Look below for the line holding "jump arc, gravity" and the line holding "contract and HUD". Transcribe exactly those lines and all lines between them, nothing more.
Top of INPUT FOR THIS TASK
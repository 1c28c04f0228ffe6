//! Cross-module properties of the simulation core.

use std::collections::BTreeSet;

use proptest::prelude::*;

use tile_platformer::config::GameConfig;
use tile_platformer::core::position::Position;
use tile_platformer::game::entity::Entity;
use tile_platformer::game::map::Map;
use tile_platformer::game::movement::{apply_gravity, attempt_move, commit_move, GravityOutcome};
use tile_platformer::game::player::{JumpState, PlayerStats};
use tile_platformer::game::tick::tick;
use tile_platformer::game::tile::{EntityTile, Tile};
use tile_platformer::game::trigger::{OptionTile, Trigger};
use tile_platformer::game::level::{LevelCatalog, LevelData, MapData, PlayerData};
use tile_platformer::game::state::GameState;
use tile_platformer::InputFrame;

// =============================================================================
// STRATEGIES
// =============================================================================

fn arb_position() -> impl Strategy<Value = Position> {
    (-4i32..12, -4i32..12).prop_map(|(x, y)| Position::new(x, y))
}

fn arb_body() -> impl Strategy<Value = Vec<EntityTile>> {
    prop::collection::vec((arb_position(), any::<bool>()), 0..8).prop_map(|cells| {
        cells
            .into_iter()
            .map(|(pos, collidable)| EntityTile::new('o', collidable, pos))
            .collect()
    })
}

fn arb_map() -> impl Strategy<Value = Map> {
    prop::collection::vec(prop::collection::vec(any::<bool>(), 8), 8).prop_map(|grid| {
        let rows: Vec<String> = grid
            .iter()
            .map(|row| row.iter().map(|solid| if *solid { '#' } else { ' ' }).collect())
            .collect();
        Map::from_rows(&rows, |c| c == '#')
    })
}

fn arb_direction() -> impl Strategy<Value = Position> {
    (-2i32..=2, -2i32..=2).prop_map(|(x, y)| Position::new(x, y))
}

fn expected_colliding(body: &[EntityTile]) -> BTreeSet<Position> {
    body.iter()
        .filter(|tile| tile.is_collidable())
        .map(|tile| tile.position())
        .collect()
}

// =============================================================================
// PROPERTIES
// =============================================================================

proptest! {
    #[test]
    fn colliding_positions_match_body(body in arb_body(), direction in arb_direction()) {
        let mut map = Map::new(20, 20, Tile::EMPTY);
        let mut entity = Entity::new(body);
        prop_assert_eq!(entity.colliding_positions(), &expected_colliding(entity.body()));

        commit_move(&mut map, &mut entity, direction);
        prop_assert_eq!(entity.colliding_positions(), &expected_colliding(entity.body()));
    }

    #[test]
    fn collision_is_symmetric(a in arb_body(), b in arb_body()) {
        let a = Entity::new(a);
        let b = Entity::new(b);
        prop_assert_eq!(a.collides_with(&b), b.collides_with(&a));
    }

    #[test]
    fn attempt_move_is_pure(map in arb_map(), body in arb_body(), direction in arb_direction()) {
        let entity = Entity::new(body);
        let before = map.clone();

        let first = attempt_move(&map, entity.colliding_positions(), direction);
        let second = attempt_move(&map, entity.colliding_positions(), direction);

        prop_assert_eq!(first, second);
        prop_assert_eq!(&map, &before);
    }

    #[test]
    fn footprint_diff_restores_and_paints(
        map in arb_map(),
        old in arb_body(),
        new in arb_body(),
    ) {
        let mut map = map;
        let pristine = map.clone();
        map.update_footprint(&[], &old);
        map.update_footprint(&old, &new);

        let new_positions: BTreeSet<Position> = new.iter().map(|t| t.position()).collect();
        for tile in &old {
            let pos = tile.position();
            if !new_positions.contains(&pos) {
                prop_assert_eq!(map.visible_tile_at(pos), pristine.static_tile_at(pos));
            }
        }
        // Later cells win where the new body overlaps itself
        for tile in new.iter().rev() {
            let pos = tile.position();
            if map.in_bounds(pos) && new.iter().rev().find(|t| t.position() == pos) == Some(tile) {
                prop_assert_eq!(map.visible_tile_at(pos), Some(tile.tile));
            }
        }
        // The static layer never changes
        prop_assert_eq!(map.static_rows(), pristine.static_rows());
    }

    #[test]
    fn damage_death_is_terminal(max_hp in 1u32..10, hits in prop::collection::vec(0u32..4, 1..20)) {
        let mut stats = PlayerStats::new(max_hp, 4);
        let mut died = false;
        for hit in hits {
            stats.lose_hp(hit);
            died |= stats.is_dead();
            prop_assert_eq!(stats.is_dead(), died);
            prop_assert!(stats.hp() <= max_hp);
        }
    }
}

// =============================================================================
// SCENARIOS
// =============================================================================

fn player_at(pos: Position) -> Entity {
    Entity::player(vec![EntityTile::new('@', true, pos)], PlayerStats::new(3, 4))
}

#[test]
fn grounding_leaves_position_unchanged() {
    let mut map = Map::from_rows(&["    ", "    ", "####"], |c| c == '#');
    let body = vec![
        EntityTile::new('@', true, Position::new(1, 1)),
        EntityTile::new('@', true, Position::new(2, 1)),
    ];
    let mut player = Entity::player(body.clone(), PlayerStats::new(3, 4));
    if let Some(stats) = player.stats_mut() {
        stats.jump = JumpState::Rising { frame: 2 };
    }

    let mut changes = Vec::new();
    apply_gravity(&mut map, &mut player, &mut changes);
    assert_eq!(player.body(), body.as_slice());
    assert_eq!(player.stats().map(|s| s.jump), Some(JumpState::Grounded));
    assert!(changes.is_empty());
}

#[test]
fn scenario_fall_onto_floor_row() {
    // Floor row at y=4: the player comes to rest on top of it
    let mut map = Map::from_rows(&["     ", "     ", "     ", "     ", "#####"], |c| c == '#');
    let mut player = player_at(Position::new(2, 2));
    let mut changes = Vec::new();

    assert_eq!(apply_gravity(&mut map, &mut player, &mut changes), GravityOutcome::Fell);
    assert_eq!(player.top_left(), Some(Position::new(2, 3)));
    assert_eq!(apply_gravity(&mut map, &mut player, &mut changes), GravityOutcome::Landed);
    assert_eq!(player.top_left(), Some(Position::new(2, 3)));
    assert_eq!(player.stats().map(|s| s.jump), Some(JumpState::Grounded));
}

#[test]
fn scenario_fall_onto_bottom_edge() {
    // No floor tiles: the bottom edge of the grid stops the fall at y=4
    let mut map = Map::new(5, 5, Tile::EMPTY);
    let mut player = player_at(Position::new(2, 2));
    let mut changes = Vec::new();

    apply_gravity(&mut map, &mut player, &mut changes);
    apply_gravity(&mut map, &mut player, &mut changes);
    assert_eq!(player.top_left(), Some(Position::new(2, 4)));

    assert_eq!(apply_gravity(&mut map, &mut player, &mut changes), GravityOutcome::Landed);
    assert_eq!(player.top_left(), Some(Position::new(2, 4)));
    assert_eq!(player.stats().map(|s| s.jump), Some(JumpState::Grounded));
}

fn single_map_catalog(rows: &[&str], spawn: Position, options: Vec<OptionTile>) -> LevelCatalog {
    LevelCatalog::new(vec![LevelData {
        name: "scenario".to_string(),
        maps: vec![MapData {
            rows: rows.iter().map(|row| row.to_string()).collect(),
            solid: "#".into(),
            options,
        }],
        start_map: 0,
        player: PlayerData {
            body: vec![EntityTile::new('@', true, spawn)],
            max_hp: 3,
            jump_height: Some(4),
        },
    }])
}

#[test]
fn jump_arc_is_literal() {
    let mut rows = vec!["   "; 9];
    rows.push("###");
    let catalog = single_map_catalog(&rows, Position::new(1, 8), Vec::new());
    let config = GameConfig::default();
    let mut state = GameState::load(&catalog, 0, &config).unwrap();
    tick(&mut state, InputFrame::IDLE, &config);

    let y0 = 8;
    let mut rows_seen = Vec::new();
    tick(&mut state, InputFrame::jump(), &config);
    rows_seen.push(state.level.player().top_left().map(|p| p.y));
    for _ in 0..4 {
        tick(&mut state, InputFrame::IDLE, &config);
        rows_seen.push(state.level.player().top_left().map(|p| p.y));
    }

    let expected: Vec<Option<i32>> = [y0 - 1, y0 - 2, y0 - 3, y0 - 4, y0 - 4].into_iter().map(Some).collect();
    assert_eq!(rows_seen, expected);

    tick(&mut state, InputFrame::IDLE, &config);
    assert_eq!(state.level.player().top_left().map(|p| p.y), Some(y0 - 3));
}

#[test]
fn gold_is_one_shot_across_ticks() {
    let gold = Position::new(2, 1);
    let catalog = single_map_catalog(
        &["    ", "    ", "####"],
        Position::new(1, 1),
        vec![OptionTile::new(gold, vec![Trigger::Gold { amount: 5, replacement: Some('.') }])],
    );
    let config = GameConfig::default();
    let mut state = GameState::load(&catalog, 0, &config).unwrap();

    tick(&mut state, InputFrame::IDLE, &config);
    tick(&mut state, InputFrame::right(), &config);
    assert_eq!(state.level.gold(), 5);
    assert!(state.level.map().option_tile_at(gold).is_none());
    assert_eq!(state.level.map().static_tile_at(gold), Some(Tile::open('.')));

    // Step off and back on
    tick(&mut state, InputFrame::left(), &config);
    tick(&mut state, InputFrame::right(), &config);
    assert_eq!(state.level.gold(), 5);
    assert_eq!(state.level.map().visible_tile_at(gold), Some(Tile::solid('@')));
}
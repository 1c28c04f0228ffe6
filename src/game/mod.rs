//! Game Logic Module
//!
//! All simulation code. Deterministic: no clocks, no randomness, no I/O
//! (the runner's timer is the only wall-clock reader).
//!
//! ## Module Structure
//!
//! - `tile`: Grid cells and entity body cells
//! - `entity`: Entity bodies and collision queries
//! - `player`: Health, death and jump state
//! - `map`: Static grid, occupancy overlay, footprint diffing
//! - `trigger`: Option tiles (damage, gold, teleport)
//! - `level`: Level aggregate, level data and sources
//! - `movement`: Validate-then-commit moves, jump arc, gravity
//! - `input`: Input intents, recording and replay
//! - `state`: Orchestrator context
//! - `tick`: One fixed-step simulation pass
//! - `events`: Game events
//! - `render`: Renderer contract and HUD
//! - `runner`: Fixed-step game loop

pub mod tile;
pub mod entity;
pub mod player;
pub mod map;
pub mod trigger;
pub mod level;
pub mod movement;
pub mod input;
pub mod state;
pub mod tick;
pub mod events;
pub mod render;
pub mod runner;

// Re-export key types
pub use tile::{Tile, EntityTile};
pub use entity::{Entity, Role};
pub use player::{PlayerStats, JumpState};
pub use map::{Map, CellChange};
pub use trigger::{OptionTile, Trigger, TriggerKind};
pub use level::{Level, LevelCatalog, LevelData, LevelError, LevelSource};
pub use input::{InputFrame, InputRecording, InputSource};
pub use state::{GameState, GamePhase};
pub use tick::TickResult;
pub use events::GameEvent;
pub use render::{Hud, Renderer};
//! Tiles
//!
//! A `Tile` is what a grid cell looks like and whether it blocks movement.
//! An `EntityTile` is a tile pinned to an absolute grid position; entities
//! are built from them.

use serde::{Serialize, Deserialize};
use crate::core::position::Position;

/// Static grid-cell descriptor.
#[derive(Clone, Copy, Debug, PartialEq, Eq, Hash, Serialize, Deserialize)]
pub struct Tile {
    /// Glyph the renderer draws for this cell
    pub symbol: char,
    /// Does this cell block movement?
    pub collidable: bool,
}

impl Tile {
    /// Empty, walkable cell.
    pub const EMPTY: Self = Self { symbol: ' ', collidable: false };

    /// Create a tile.
    pub const fn new(symbol: char, collidable: bool) -> Self {
        Self { symbol, collidable }
    }

    /// Create a blocking tile.
    pub const fn solid(symbol: char) -> Self {
        Self::new(symbol, true)
    }

    /// Create a non-blocking tile.
    pub const fn open(symbol: char) -> Self {
        Self::new(symbol, false)
    }
}

impl Default for Tile {
    fn default() -> Self {
        Self::EMPTY
    }
}

/// One cell of an entity's body.
#[derive(Clone, Copy, Debug, PartialEq, Eq, Hash, Serialize, Deserialize)]
pub struct EntityTile {
    /// Appearance and collidability
    pub tile: Tile,
    /// Absolute grid position
    position: Position,
}

impl EntityTile {
    /// Create a body cell at `position`.
    pub const fn new(symbol: char, collidable: bool, position: Position) -> Self {
        Self {
            tile: Tile::new(symbol, collidable),
            position,
        }
    }

    /// Current grid position.
    #[inline]
    pub fn position(&self) -> Position {
        self.position
    }

    /// Glyph of this cell.
    #[inline]
    pub fn symbol(&self) -> char {
        self.tile.symbol
    }

    /// Does this cell block / get blocked?
    #[inline]
    pub fn is_collidable(&self) -> bool {
        self.tile.collidable
    }

    /// Only the owning entity moves its cells.
    #[inline]
    pub(crate) fn set_position(&mut self, position: Position) {
        self.position = position;
    }
}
Bottom of INPUT FOR THIS TASK
● **REPLY**
//! - `movement`: Validate-then-commit moves, jump arc, gravity
//! - `input`: Input intents, recording and replay
//! - `state`: Orchestrator context
//! - `tick`: One fixed-step simulation pass
//! - `events`: Game events
//! - `render`: Renderer contract and HUD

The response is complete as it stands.